A handful of named flaws are the ones to chase down first:

  • CVE-2026-35421 — Windows GDI / Microsoft Paint. A remote code execution weakness in the Windows Graphics Device Interface that is triggered by a malicious Enhanced Metafile (EMF). The attack surface here runs through Microsoft Paint handling a crafted EMF image. References: NVD entry for CVE-2026-35421 and the CVE.org record.
  • CVE-2026-40365 — SharePoint Server. An authenticated attacker can run arbitrary code on the server. Authentication lowers the immediate risk somewhat, but on internet-facing or heavily shared SharePoint deployments this is a high-value target — credential theft plus this bug equals server compromise. Reference: CVE.org record for CVE-2026-40365.
  • CVE-2026-41096 — Windows DNS Client. A specially crafted DNS response can lead to remote code execution on the client resolving the name. Because clients accept responses as part of normal name resolution, this is a particularly nasty class of bug for anyone in a position to tamper with DNS traffic.

Other vendors patching this cycle

Microsoft wasn't alone. The same window saw a wave of advisories elsewhere, and a couple of them cover flaws already being exploited:

  • Adobe — patches across multiple products
  • AMD — fixes for CPU cache vulnerabilities
  • Apple — updates for macOS, iOS, and related platforms
  • Cisco — a large batch of security updates
  • Fortinet — fixes for critical FortiSandbox and FortiAuthenticator flaws
  • Google — Android security bulletin updates
  • Ivanti — patches for actively exploited zero-day vulnerabilities
  • Mozilla — a Firefox update
  • Palo Alto Networks — a warning about an actively exploited firewall authentication portal vulnerability

It's worth drawing the line clearly: Microsoft reported no zero-days this month, but Ivanti and Palo Alto Networks are dealing with flaws under active attack. If you run those products, their fixes likely outrank the Microsoft ones in your queue.

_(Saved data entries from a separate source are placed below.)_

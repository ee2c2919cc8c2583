//! Outputs of the engine: visualization events and finished rounds.

use std::sync::Arc;

use model::{EndReason, Round, Vec3};
use parking_lot::Mutex;
use serde::{Deserialize, Serialize};
use serde_json::Value;
use tracing::debug;
use uuid::Uuid;

#[derive(Clone, Copy, Serialize, Deserialize, Debug, PartialEq, Eq)]
#[serde(rename_all = "snake_case")]
pub enum PositionKind {
    /// Unfiltered pass-through while no round is open.
    Preview,
    /// Accepted and smoothed sample of the active throw.
    Smoothed,
    /// Sample the validator dropped; raw position.
    Rejected,
}

#[derive(Clone, Copy, Serialize, Deserialize, Debug, PartialEq)]
pub struct PositionUpdate {
    pub kind: PositionKind,
    pub position: Vec3,
    pub timestamp: f64,
}

/// What the visualization needs to highlight a finished throw.
#[derive(Clone, Serialize, Deserialize, Debug, PartialEq)]
pub struct ThrowSummary {
    #[serde(with = "uuid::serde::simple")]
    pub round_id: Uuid,
    pub player: String,
    pub throw_number: u32,
    pub score: u32,
    pub zone: String,
    pub zone_color: Option<String>,
    pub zone_points: u32,
    pub closest_point: Option<Vec3>,
    pub closest_distance: f64,
    pub trajectory_distance: f64,
    pub end_reason: EndReason,
}

#[derive(Clone, Serialize, Deserialize, Debug, PartialEq)]
#[serde(tag = "type", content = "data", rename_all = "snake_case")]
pub enum EngineEvent {
    Position(PositionUpdate),
    ThrowCompleted(ThrowSummary),
    RoundCompleted(Round),
}

pub trait EventSink: Send {
    fn emit(&mut self, event: EngineEvent);
}

impl EventSink for () {
    fn emit(&mut self, _event: EngineEvent) {}
}

impl EventSink for Vec<EngineEvent> {
    fn emit(&mut self, event: EngineEvent) {
        self.push(event);
    }
}

impl EventSink for crossbeam_channel::Sender<EngineEvent> {
    fn emit(&mut self, event: EngineEvent) {
        if self.send(event).is_err() {
            debug!("event receiver gone, dropping event");
        }
    }
}

/// Receives every finalized round.
pub trait HistorySink: Send {
    fn store_round(&mut self, round: &Round);
}

impl HistorySink for () {
    fn store_round(&mut self, _round: &Round) {}
}

/// In-memory round history with a leaderboard view.
#[derive(Debug, Clone, Default)]
pub struct RoundHistory {
    rounds: Vec<Round>,
}

impl RoundHistory {
    pub fn new() -> Self {
        Self::default()
    }

    pub fn rounds(&self) -> &[Round] {
        &self.rounds
    }

    pub fn best_for(&self, player: &str) -> Option<&Round> {
        self.rounds
            .iter()
            .filter(|r| r.player == player)
            .max_by_key(|r| r.total_score)
    }

    pub fn leaderboard(&self, limit: usize) -> Value {
        analysis::leaderboard(&self.rounds, limit)
    }
}

impl HistorySink for RoundHistory {
    fn store_round(&mut self, round: &Round) {
        self.rounds.push(round.clone());
    }
}

pub type SharedHistory = Arc<Mutex<RoundHistory>>;

impl HistorySink for SharedHistory {
    fn store_round(&mut self, round: &Round) {
        self.lock().store_round(round);
    }
}
mod error;
pub mod one_euro;
pub mod scoring;
pub mod validator;

pub use error::ConfigError;
pub use one_euro::{OneEuroConfig, OneEuroFilter, OneEuroFilter3};
pub use scoring::{score, ScoringTable, DEFAULT_TARGET_SCALE};
pub use validator::{NoiseReducer, TrajectoryValidator, ValidatorConfig};

use model::*;
use serde_json::{json, Value};

/// Path length of a polyline; 0 for fewer than two points.
pub fn trajectory_length(points: &[Vec3]) -> f64 {
    points.windows(2).map(|w| w[0].distance_to(&w[1])).sum()
}

pub fn round_summary(round: &Round) -> Value {
    let mut throws = Vec::with_capacity(round.throws.len());
    for t in &round.throws {
        let closest = if t.closest_distance.is_finite() {
            json!(t.closest_distance)
        } else {
            Value::Null
        };
        throws.push(json!({
            "throw_number": t.throw_number,
            "score": t.score,
            "zone": t.scoring_zone,
            "zone_points": t.zone_points,
            "closest_distance": closest,
            "trajectory_distance": t.trajectory_distance,
            "accepted": t.accepted_count(),
            "rejected": t.rejected_count(),
            "duration_s": t.duration,
        }));
    }

    json!({
        "player": round.player,
        "round_number": round.round_number,
        "total_score": round.total_score,
        "throws": throws
    })
}

/// Rounds ranked by total score, best first. Ties keep the earlier round ahead.
pub fn leaderboard(rounds: &[Round], limit: usize) -> Value {
    let mut ranked: Vec<&Round> = rounds.iter().collect();
    ranked.sort_by(|a, b| {
        b.total_score
            .cmp(&a.total_score)
            .then(a.round_number.cmp(&b.round_number))
    });

    let mut rows = Vec::with_capacity(limit.min(ranked.len()));
    for (i, r) in ranked.into_iter().take(limit).enumerate() {
        let mut row = serde_json::Map::new();
        row.insert("rank".into(), json!(i + 1));
        row.insert("player".into(), json!(r.player));
        row.insert("round_number".into(), json!(r.round_number));
        row.insert("total_score".into(), json!(r.total_score));
        let best = r.throws.iter().map(|t| t.score).max().unwrap_or(0);
        row.insert("best_throw".into(), json!(best));
        rows.push(Value::Object(row));
    }

    Value::Array(rows)
}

Technical background: how EMF/GDI image bugs get exploited

This section explains how this general class of vulnerability works; it is not a description of the specific internals of CVE-2026-35421.

Enhanced Metafile (EMF) is a vector image format made up of a sequence of drawing records that the Windows Graphics Device Interface (GDI) replays to render the picture. Each record encodes an operation and its parameters. Historically, image-parsing RCE bugs in GDI arise when a record's declared sizes or counts aren't validated against the actual data buffer — a malformed record can drive an out-of-bounds read or write, heap corruption, or a controlled allocation, which an attacker can chain toward code execution inside the process doing the rendering. Because rendering can be triggered by an application that displays an image rather than one the user deliberately runs, the user interaction required is often minimal.

Defensively, the priorities for image- and document-parsing RCE classes are consistent:

  • Patch first, everywhere. These bugs sit in shared OS components, so the fix is the update itself.
  • Reduce passive rendering. Disabling the preview pane in Outlook and File Explorer removes the "render without opening" path that makes attachment-borne and image-borne bugs so cheap to exploit.
  • Verify deployment. After patching, confirm the update is actually present rather than assuming it rolled out. On a single host you can list installed fixes with PowerShell:

# List installed updates, newest first
Get-HotFix | Sort-Object InstalledOn -Descending

# Check the OS build to confirm it matches the patched build
[System.Environment]::OSVersion.Version
Get-ComputerInfo -Property OsBuildNumber, WindowsVersion

Recommendations

Lead with the Office and SharePoint fixes. Both have a high likelihood of being targeted — Office because the trigger can be as simple as a previewed attachment, and SharePoint because authenticated RCE on a shared server is a natural pivot point. Environments where users open email attachments all day long, and any internet-facing SharePoint instance, should be patched on the shortest schedule you can manage. Don't lose track of the DNS Client RCE either, and remember that the Ivanti and Palo Alto Networks issues are already being actively exploited.

For the authoritative, per-CVE details, Microsoft's Security Update Guide is the canonical source.